**Task objective**
Locate the line bearing "fn default() ->" in the material below, then reproduce it and each following line up to and including the line bearing "a TOML file".

^^^^

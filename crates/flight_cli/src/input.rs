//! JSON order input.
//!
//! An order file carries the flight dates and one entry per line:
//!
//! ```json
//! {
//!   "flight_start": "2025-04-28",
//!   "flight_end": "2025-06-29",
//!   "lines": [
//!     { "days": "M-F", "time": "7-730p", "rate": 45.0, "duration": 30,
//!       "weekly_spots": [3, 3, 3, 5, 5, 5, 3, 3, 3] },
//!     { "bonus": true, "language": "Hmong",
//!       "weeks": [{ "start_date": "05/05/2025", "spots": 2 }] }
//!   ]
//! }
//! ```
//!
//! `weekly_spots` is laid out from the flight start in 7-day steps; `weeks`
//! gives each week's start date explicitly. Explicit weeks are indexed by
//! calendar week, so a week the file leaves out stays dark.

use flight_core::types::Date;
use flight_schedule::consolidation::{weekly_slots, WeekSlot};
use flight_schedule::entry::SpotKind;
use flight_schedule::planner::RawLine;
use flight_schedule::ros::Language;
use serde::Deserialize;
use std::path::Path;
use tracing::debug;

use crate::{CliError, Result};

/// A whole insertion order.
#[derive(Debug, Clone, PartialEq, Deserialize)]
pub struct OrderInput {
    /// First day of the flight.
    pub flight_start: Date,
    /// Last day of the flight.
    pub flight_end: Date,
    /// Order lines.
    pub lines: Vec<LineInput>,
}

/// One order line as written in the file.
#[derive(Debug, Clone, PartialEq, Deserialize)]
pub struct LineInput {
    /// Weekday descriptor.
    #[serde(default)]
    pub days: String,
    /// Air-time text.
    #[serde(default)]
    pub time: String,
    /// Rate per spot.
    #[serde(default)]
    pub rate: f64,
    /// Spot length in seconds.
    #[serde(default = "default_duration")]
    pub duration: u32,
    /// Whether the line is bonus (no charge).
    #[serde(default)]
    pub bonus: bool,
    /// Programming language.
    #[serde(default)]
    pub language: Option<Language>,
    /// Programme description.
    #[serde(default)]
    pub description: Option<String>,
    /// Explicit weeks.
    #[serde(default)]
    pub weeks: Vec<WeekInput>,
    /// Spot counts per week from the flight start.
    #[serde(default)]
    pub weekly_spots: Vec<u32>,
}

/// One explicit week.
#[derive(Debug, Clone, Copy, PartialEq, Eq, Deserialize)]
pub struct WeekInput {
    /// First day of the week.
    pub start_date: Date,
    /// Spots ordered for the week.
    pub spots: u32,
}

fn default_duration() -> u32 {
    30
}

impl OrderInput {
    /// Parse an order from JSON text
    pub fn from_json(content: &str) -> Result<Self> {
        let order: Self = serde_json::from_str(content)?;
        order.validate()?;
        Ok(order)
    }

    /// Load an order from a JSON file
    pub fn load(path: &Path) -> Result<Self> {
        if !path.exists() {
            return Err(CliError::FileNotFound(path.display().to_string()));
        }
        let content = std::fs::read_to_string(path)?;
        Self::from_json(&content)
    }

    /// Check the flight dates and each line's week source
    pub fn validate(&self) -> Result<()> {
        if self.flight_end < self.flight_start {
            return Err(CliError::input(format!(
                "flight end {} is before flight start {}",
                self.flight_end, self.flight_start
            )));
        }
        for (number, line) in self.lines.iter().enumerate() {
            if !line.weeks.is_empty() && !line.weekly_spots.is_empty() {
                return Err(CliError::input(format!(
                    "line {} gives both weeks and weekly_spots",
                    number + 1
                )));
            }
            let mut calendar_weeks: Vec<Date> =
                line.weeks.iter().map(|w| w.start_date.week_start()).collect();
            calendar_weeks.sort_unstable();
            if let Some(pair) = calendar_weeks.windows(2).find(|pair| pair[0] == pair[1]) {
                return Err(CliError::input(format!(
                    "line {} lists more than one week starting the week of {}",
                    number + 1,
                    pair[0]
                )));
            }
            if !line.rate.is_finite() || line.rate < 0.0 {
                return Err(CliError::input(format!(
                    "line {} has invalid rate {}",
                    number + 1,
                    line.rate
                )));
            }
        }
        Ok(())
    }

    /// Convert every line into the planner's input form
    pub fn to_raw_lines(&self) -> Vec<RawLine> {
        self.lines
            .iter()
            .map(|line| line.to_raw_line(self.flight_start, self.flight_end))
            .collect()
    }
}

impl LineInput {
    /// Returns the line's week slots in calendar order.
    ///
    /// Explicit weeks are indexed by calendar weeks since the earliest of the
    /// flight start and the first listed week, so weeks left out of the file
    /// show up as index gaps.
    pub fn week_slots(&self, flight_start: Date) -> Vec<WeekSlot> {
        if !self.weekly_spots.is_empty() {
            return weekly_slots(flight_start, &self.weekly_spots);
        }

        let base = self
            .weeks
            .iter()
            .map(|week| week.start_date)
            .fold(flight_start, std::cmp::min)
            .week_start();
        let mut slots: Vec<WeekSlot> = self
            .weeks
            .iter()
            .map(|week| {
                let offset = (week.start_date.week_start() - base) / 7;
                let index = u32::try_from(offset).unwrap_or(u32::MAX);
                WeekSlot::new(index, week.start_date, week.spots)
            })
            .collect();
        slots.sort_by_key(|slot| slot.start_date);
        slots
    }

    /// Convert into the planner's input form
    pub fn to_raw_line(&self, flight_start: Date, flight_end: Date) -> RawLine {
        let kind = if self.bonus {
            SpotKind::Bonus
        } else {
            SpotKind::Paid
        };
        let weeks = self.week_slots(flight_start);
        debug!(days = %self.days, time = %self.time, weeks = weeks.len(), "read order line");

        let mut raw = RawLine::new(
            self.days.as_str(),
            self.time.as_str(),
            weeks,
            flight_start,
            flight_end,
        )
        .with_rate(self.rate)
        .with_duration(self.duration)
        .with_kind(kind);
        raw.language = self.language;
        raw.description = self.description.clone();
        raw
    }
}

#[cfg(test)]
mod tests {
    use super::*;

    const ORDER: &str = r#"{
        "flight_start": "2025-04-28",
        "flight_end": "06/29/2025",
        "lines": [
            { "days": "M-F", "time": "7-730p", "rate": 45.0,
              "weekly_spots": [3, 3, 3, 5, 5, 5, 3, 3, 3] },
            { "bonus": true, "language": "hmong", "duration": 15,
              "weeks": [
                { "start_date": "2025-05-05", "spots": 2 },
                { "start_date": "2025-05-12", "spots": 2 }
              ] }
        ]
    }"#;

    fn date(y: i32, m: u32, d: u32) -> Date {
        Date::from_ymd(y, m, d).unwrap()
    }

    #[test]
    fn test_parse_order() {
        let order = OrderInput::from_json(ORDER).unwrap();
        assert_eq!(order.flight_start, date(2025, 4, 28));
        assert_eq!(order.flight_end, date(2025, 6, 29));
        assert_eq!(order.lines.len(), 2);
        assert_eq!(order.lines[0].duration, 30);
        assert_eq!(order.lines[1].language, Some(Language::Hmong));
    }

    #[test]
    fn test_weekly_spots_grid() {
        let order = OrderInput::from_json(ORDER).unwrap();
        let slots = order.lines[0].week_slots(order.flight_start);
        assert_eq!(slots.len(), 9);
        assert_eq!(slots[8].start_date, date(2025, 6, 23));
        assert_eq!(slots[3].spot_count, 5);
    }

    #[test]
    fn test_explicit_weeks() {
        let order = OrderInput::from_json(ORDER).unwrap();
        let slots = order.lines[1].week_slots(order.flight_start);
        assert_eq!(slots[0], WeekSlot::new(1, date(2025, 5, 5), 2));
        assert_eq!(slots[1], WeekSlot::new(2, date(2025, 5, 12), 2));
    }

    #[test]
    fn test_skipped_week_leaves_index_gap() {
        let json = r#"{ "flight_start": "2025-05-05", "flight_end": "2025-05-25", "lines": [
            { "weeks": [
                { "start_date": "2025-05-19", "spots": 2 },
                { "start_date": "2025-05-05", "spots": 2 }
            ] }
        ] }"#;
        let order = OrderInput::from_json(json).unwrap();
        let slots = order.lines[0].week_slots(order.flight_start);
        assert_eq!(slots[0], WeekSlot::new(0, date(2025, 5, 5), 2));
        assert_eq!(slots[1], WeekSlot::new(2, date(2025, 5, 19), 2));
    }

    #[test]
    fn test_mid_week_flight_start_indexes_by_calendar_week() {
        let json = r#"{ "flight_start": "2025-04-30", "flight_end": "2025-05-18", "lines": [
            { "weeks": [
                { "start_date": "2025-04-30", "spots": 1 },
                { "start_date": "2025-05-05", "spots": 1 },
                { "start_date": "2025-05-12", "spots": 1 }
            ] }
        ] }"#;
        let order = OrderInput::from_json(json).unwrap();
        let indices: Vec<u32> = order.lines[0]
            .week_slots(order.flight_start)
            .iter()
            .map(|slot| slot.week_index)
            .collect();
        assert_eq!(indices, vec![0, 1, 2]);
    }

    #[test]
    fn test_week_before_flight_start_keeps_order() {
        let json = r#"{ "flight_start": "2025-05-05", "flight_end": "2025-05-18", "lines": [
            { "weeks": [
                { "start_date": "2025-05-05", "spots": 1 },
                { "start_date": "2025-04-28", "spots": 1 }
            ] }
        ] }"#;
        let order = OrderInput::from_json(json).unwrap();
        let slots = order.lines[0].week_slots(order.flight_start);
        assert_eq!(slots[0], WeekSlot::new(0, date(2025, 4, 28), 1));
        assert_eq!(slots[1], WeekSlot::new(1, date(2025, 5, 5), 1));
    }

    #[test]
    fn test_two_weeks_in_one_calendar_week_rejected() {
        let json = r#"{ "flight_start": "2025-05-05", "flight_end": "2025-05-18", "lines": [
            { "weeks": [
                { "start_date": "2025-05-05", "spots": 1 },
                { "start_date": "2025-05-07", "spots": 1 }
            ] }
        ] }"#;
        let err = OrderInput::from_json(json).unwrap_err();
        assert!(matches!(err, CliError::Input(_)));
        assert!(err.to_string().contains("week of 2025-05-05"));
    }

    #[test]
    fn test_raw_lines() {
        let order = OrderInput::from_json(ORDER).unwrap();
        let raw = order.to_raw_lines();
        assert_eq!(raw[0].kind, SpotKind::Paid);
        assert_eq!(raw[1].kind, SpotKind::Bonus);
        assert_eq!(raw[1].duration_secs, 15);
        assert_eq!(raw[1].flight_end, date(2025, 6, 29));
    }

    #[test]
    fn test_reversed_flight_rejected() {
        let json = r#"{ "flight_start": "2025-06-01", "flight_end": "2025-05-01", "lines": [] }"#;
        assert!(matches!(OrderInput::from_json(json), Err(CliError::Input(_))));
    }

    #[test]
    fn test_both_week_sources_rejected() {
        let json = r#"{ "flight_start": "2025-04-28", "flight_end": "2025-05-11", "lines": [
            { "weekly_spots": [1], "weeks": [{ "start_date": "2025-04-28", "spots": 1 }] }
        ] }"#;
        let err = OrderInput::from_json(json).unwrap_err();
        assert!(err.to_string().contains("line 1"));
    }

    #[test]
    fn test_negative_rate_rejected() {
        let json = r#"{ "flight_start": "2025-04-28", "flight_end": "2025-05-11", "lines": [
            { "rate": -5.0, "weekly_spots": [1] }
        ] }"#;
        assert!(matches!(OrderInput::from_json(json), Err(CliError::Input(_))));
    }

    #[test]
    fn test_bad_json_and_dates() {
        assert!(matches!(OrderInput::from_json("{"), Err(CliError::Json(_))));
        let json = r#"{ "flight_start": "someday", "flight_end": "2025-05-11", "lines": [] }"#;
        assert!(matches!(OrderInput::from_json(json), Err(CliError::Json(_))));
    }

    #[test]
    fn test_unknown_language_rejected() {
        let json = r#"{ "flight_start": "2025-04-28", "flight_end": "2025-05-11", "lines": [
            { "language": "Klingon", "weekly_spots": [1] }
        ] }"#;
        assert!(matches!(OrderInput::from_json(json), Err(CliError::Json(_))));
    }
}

^^^^

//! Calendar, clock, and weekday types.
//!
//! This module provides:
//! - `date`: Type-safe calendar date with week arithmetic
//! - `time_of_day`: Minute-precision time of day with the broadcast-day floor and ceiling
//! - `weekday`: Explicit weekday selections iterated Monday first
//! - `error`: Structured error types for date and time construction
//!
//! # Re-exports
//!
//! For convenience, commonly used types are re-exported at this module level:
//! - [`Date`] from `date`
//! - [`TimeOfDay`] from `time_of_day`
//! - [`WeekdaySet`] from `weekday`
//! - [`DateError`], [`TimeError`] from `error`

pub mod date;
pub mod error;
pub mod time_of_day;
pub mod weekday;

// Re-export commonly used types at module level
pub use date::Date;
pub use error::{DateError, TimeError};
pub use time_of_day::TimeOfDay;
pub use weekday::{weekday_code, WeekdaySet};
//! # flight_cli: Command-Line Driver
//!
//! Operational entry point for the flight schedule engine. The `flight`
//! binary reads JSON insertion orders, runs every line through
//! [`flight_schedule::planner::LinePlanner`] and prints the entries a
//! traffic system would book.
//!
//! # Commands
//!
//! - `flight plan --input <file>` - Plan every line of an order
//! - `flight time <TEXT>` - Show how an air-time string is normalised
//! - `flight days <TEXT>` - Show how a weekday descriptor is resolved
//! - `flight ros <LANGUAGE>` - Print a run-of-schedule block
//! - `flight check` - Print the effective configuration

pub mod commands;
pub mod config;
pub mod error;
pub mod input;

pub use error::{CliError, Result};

^^^^

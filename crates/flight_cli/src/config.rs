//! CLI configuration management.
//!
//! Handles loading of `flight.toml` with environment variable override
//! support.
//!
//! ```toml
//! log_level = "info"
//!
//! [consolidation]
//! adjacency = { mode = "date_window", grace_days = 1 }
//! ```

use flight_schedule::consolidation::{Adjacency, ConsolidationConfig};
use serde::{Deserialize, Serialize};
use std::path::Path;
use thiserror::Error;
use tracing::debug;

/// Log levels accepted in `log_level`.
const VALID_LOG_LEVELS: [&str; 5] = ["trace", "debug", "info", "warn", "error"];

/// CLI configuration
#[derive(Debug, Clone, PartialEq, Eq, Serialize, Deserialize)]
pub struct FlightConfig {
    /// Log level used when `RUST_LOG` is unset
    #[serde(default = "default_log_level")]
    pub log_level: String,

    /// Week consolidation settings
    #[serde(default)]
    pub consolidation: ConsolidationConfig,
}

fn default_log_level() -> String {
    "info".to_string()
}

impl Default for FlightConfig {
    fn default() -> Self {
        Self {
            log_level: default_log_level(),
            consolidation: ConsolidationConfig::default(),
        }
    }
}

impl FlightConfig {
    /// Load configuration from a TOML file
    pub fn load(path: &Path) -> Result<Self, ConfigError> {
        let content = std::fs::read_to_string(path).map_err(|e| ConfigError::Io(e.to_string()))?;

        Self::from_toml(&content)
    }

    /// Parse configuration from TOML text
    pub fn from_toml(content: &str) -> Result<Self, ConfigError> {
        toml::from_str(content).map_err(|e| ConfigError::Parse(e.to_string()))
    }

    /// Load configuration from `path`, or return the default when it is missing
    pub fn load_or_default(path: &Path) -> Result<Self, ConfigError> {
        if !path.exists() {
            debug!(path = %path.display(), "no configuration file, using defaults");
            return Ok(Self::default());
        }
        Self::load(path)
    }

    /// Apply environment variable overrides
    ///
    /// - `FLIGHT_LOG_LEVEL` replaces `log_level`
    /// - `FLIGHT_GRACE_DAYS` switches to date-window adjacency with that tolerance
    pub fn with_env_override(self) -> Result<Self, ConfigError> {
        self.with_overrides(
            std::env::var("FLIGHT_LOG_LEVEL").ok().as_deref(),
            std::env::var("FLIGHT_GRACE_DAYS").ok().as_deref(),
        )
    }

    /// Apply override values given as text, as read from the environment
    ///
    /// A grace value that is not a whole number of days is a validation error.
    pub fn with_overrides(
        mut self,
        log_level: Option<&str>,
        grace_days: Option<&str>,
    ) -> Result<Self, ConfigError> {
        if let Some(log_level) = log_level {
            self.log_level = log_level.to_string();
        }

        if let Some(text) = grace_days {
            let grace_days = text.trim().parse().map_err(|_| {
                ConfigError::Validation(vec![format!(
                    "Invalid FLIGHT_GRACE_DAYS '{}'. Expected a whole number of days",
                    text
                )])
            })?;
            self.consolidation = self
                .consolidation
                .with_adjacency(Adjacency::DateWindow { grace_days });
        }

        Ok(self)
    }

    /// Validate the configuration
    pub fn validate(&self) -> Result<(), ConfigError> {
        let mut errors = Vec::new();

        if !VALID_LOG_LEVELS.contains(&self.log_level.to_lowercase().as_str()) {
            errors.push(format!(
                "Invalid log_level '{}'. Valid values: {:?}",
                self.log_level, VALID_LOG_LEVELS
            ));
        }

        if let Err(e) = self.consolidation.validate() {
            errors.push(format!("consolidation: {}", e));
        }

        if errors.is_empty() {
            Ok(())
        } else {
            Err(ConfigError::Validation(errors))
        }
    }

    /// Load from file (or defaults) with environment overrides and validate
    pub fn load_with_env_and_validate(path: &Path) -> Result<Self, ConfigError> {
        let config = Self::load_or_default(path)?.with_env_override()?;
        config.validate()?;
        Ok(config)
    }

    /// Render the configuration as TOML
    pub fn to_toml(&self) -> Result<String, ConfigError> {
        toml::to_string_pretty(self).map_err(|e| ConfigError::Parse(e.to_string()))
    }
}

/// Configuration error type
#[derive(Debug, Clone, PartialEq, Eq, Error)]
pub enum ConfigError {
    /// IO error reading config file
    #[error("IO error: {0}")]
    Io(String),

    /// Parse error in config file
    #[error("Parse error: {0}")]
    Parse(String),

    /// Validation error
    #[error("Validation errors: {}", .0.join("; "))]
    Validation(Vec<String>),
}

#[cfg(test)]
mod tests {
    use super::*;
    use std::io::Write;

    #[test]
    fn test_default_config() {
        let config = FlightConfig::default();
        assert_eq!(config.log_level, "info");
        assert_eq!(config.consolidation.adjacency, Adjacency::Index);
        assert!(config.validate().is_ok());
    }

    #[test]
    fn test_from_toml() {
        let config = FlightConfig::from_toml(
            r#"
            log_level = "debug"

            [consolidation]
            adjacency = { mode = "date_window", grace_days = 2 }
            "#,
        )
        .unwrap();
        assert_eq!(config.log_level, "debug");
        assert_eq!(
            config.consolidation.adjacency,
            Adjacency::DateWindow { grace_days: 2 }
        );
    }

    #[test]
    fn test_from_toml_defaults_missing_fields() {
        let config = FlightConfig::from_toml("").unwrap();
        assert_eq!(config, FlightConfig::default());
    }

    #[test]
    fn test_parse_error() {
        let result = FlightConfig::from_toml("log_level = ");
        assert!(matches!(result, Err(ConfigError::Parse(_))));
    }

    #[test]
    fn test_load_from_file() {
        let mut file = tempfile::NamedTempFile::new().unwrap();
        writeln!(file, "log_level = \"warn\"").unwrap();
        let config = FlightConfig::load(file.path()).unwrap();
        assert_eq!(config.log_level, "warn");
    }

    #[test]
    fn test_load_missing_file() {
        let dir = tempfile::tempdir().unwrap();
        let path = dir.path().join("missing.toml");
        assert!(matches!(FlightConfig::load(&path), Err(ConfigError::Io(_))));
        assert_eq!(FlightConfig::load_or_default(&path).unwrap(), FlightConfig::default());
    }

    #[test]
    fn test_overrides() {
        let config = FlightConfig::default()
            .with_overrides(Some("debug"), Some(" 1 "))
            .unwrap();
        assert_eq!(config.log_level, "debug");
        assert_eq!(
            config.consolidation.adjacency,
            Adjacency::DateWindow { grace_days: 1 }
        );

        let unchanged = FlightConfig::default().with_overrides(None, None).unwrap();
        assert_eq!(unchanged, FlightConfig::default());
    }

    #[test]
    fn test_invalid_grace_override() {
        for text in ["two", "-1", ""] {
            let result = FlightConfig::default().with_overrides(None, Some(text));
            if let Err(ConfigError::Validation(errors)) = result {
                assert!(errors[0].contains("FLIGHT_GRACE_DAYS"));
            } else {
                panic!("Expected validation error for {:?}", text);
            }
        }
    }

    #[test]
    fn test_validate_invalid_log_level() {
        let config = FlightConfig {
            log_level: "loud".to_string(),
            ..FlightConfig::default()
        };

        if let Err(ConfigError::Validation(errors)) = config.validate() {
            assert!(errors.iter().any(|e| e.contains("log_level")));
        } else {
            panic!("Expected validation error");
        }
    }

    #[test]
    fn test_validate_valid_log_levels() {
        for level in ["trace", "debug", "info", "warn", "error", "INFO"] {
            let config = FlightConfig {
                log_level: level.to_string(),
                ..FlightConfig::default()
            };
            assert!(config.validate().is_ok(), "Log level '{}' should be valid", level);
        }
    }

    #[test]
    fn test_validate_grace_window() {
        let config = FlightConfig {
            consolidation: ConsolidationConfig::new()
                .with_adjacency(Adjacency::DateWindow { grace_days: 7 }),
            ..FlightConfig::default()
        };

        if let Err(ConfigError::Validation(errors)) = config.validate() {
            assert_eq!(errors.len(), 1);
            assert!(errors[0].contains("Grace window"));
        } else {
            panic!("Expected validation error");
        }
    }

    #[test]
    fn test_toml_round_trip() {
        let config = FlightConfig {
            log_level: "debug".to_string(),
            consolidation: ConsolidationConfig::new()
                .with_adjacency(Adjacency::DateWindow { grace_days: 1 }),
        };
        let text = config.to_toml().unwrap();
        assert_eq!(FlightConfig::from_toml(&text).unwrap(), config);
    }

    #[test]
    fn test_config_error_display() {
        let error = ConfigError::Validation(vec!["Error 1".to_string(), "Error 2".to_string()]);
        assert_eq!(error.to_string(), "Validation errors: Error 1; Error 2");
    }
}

^^^^

**Exercise response**
    fn default() -> Self {
        Self {
            log_level: default_log_level(),
            consolidation: ConsolidationConfig::default(),
        }
    }
}

impl FlightConfig {
    /// Load configuration from a TOML file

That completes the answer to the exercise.